By MADDY VITALE
Fourth Ward City Councilman Bob Barr discussed the state of the city amid the COVID-19 pandemic, talked about projects and listened to residents’ questions about flooding, trash and other issues during a remote meeting Saturday.
Barr, who was appointed by the governing body in July as Council president, addressed the rest of the team assembled, which includes two new Council members, Tom Rotondi and Jody Levchuk.
“It is an honor to represent the city in the Fourth Ward. I’m glad to be working with my Vice President Mike DeVlieger, a great public servant, and new Councilmen Jody Levchuk and Tom Rotondi,” Barr said. “We have a really good group who wants to be engaged and make Ocean City the greatest town it can be along with the mayor.”
Barr’s ward encompasses the south side of 26th Street to 59th Street and the Ocean Reef community off Tennessee Avenue.
During the meeting, some residents voiced concerns over flooding on West Avenue and Haven Avenue.
Bob Dubil, who lives on 29th Street and Haven Avenue, asked about the new floodwater pumping station at 30th Street.
“We’ve had flooding like we haven’t seen in quite a while and we are not far from the new drainage,” Dubil said. “I had a kayak come down my street. Any pump power issues?”
Barr noted that there was a temporary issue with the pumps.
“One of the pumps was down for a portion of time,” he said. “Those problems have been resolved and it is fully functional now.”
West Avenue flooding also came up.
Barr pointed out that it is a county road and told the residents to contact Cape May County Engineer Bob Church for further details.
One resident had a question about trash collection.
Randall Hughes, who lives at 32nd Street and Central Avenue, asked if there is an ordinance requiring property owners who are renting out their homes to make sure renters adhere to properly recycling and disposing of trash.

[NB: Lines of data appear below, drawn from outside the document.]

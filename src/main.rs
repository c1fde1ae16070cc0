//! Water Meter Sync - One-Shot Cycle Driver
//!
//! Runs a single sync cycle against the configured municipality portal and
//! prints the resulting series summary and usage statistics. The host
//! platform normally drives the engine through its own scheduler; this
//! binary is the "run now" entry point for provisioning checks and
//! diagnostics.
//!
//! Usage:
//!   cargo run --release                          # meter.toml, no state file
//!   cargo run --release -- --config my.toml      # alternate configuration
//!   cargo run --release -- --series series.json  # load/save series state
//!
//! Environment:
//!   ITRON_PASSWORD - portal password, if not present in the config file
//!   RUST_LOG       - log filter (e.g. itron_sync=debug)

use itron_sync::config::{self, DEFAULT_CONFIG_PATH};
use itron_sync::series::SeriesState;
use itron_sync::sync::SyncEngine;
use std::env;
use std::error::Error;
use std::fs;
use std::path::Path;

fn main() {
    env_logger::init();

    println!("💧 Water Meter Sync");
    println!("===================\n");

    // Parse command-line arguments
    let args: Vec<String> = env::args().collect();
    let mut config_path = DEFAULT_CONFIG_PATH.to_string();
    let mut series_path: Option<String> = None;

    let mut i = 1;
    while i < args.len() {
        match args[i].as_str() {
            "--config" => {
                if i + 1 < args.len() {
                    config_path = args[i + 1].clone();
                    i += 2;
                } else {
                    eprintln!("Error: --config requires a path");
                    std::process::exit(1);
                }
            }
            "--series" => {
                if i + 1 < args.len() {
                    series_path = Some(args[i + 1].clone());
                    i += 2;
                } else {
                    eprintln!("Error: --series requires a path");
                    std::process::exit(1);
                }
            }
            _ => {
                eprintln!("Unknown argument: {}", args[i]);
                eprintln!("Usage: {} [--config PATH] [--series PATH]", args[0]);
                std::process::exit(1);
            }
        }
    }

    let config = config::load_config(&config_path);
    println!("📋 Configuration:");
    println!("   Municipality: {}", config.municipality);
    println!("   Service point: {}", config.meter_id);
    println!("   Max lookback: {} days\n", config.max_lookback_days);

    let engine = SyncEngine::from_config(&config);

    // Resume from persisted series state, if any
    if let Some(path) = &series_path {
        if Path::new(path).exists() {
            match load_series(path) {
                Ok(series) => {
                    println!("📥 Restored {} readings from {}\n", series.len(), path);
                    if let Err(e) = engine.import_series(series) {
                        eprintln!("❌ Failed to import series state: {}", e);
                        std::process::exit(1);
                    }
                }
                Err(e) => {
                    eprintln!("❌ Failed to load {}: {}", path, e);
                    std::process::exit(1);
                }
            }
        }
    }

    println!("🔄 Running sync cycle...");
    let result = match engine.run_cycle() {
        Ok(result) => result,
        Err(e) => {
            eprintln!("\n❌ Sync cycle failed: {}\n", e);
            eprintln!("If this is the first cycle, check the credentials in {}\n", config_path);
            std::process::exit(1);
        }
    };

    println!("✓ Cycle complete\n");
    println!("📊 Series:");
    println!("   Readings: {}", result.series.len());
    if let (Some(first), Some(last)) = (result.series.earliest_date(), result.series.latest_date())
    {
        println!("   Coverage: {} to {}", first, last);
    }
    println!("   Complete ranges: {}", result.series.complete_ranges().len());
    match result.series.backfill_floor() {
        Some(floor) => println!("   History floor: {} (backfill finished)", floor),
        None => println!("   History floor: not yet reached"),
    }

    if result.statistics.has_data() {
        println!("\n📈 Statistics ({} days observed):", result.statistics.observed_days);
        if let Some(peak) = &result.statistics.peak {
            println!("   Peak day:    {} ({:.1} gal)", peak.date, peak.total);
        }
        if let Some(lowest) = &result.statistics.lowest {
            println!("   Lowest day:  {} ({:.1} gal)", lowest.date, lowest.total);
        }
        if let Some(avg) = result.statistics.average_daily {
            println!("   Daily avg:   {:.1} gal", avg);
        }
    } else {
        println!("\n📈 Statistics: no data yet");
    }

    if let Some(meter) = &result.meter {
        println!("\n🔢 Register: meter {} reads {:.2}", meter.meter_number, meter.register_value);
    }

    if !result.errors.is_empty() {
        println!("\n⚠️  {} window(s) failed this cycle:", result.errors.len());
        for failure in &result.errors {
            println!("   {} [{}] {}", failure.window, failure.kind, failure.message);
        }
        println!("   Failed windows are re-planned on the next cycle.");
    }

    if let Some(path) = &series_path {
        match save_series(path, &result.series) {
            Ok(()) => println!("\n💾 Saved series state to {}", path),
            Err(e) => eprintln!("\n❌ Failed to save {}: {}", path, e),
        }
    }
}

fn load_series(path: &str) -> Result<SeriesState, Box<dyn Error>> {
    let contents = fs::read_to_string(path)?;
    Ok(serde_json::from_str(&contents)?)
}

fn save_series(path: &str, series: &SeriesState) -> Result<(), Box<dyn Error>> {
    fs::write(path, serde_json::to_string_pretty(series)?)?;
    Ok(())
}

He explained that he and other neighbors have had to pick up renters’ trash.
“When you look down the alleys, it is a complete free-for-all,” Hughes said. “It is embarrassing, prior to trash collection.”
He said realtors should give tenants a checklist of how to properly dispose of garbage.
“I will research that with the city clerk,” Barr replied. “I will get back to you with the exact ordinance and we will go from there.”
Barr called these times “extraordinary” in the wake of the coronavirus pandemic and noted that it can be difficult for the community.
“This pandemic is an ever-evolving situation. It is always changing daily. It makes it a real challenge for local officials,” Barr explained.
He said with the number of COVID-19 cases in New Jersey beginning to trend upward again, he expects Gov. Phil Murphy to enact more restrictions.
“I expect more changes from the governor and I encourage everyone to wear a mask,” Barr said, adding that as a person who has cerebral palsy and a brother with the ailment as well, he wants people to know the importance of wearing a mask.
“Always wear your mask and keep your social distance. Keep everyone safe and do your part,” Barr said.
Barr explained that the impact of the virus on the city budget won’t be realized until the end of the year. The city’s Chief Financial Officer Frank Donato is working hard on the budget to determine how much of an impact it will have on the municipal finances, Barr said.
He also urged the public to heed weather warnings and stay tuned to the forecasts as Hurricane Isaias is moving its way up the coast and is expected to be in the southern portion of the state by Tuesday.
“Frank Donato is on top of it,” Barr emphasized of Donato, who also serves as the city’s emergency management coordinator.
The next Fourth Ward meeting is scheduled in January.
Barr said hopefully it will be an in-person meeting either in the Stainton Senior Center or the library, as in the past, both located in the city’s Community Center at 1735 Simpson Ave.
“Everyone stay safe,” Barr said. “And if you need anything, I am always here.”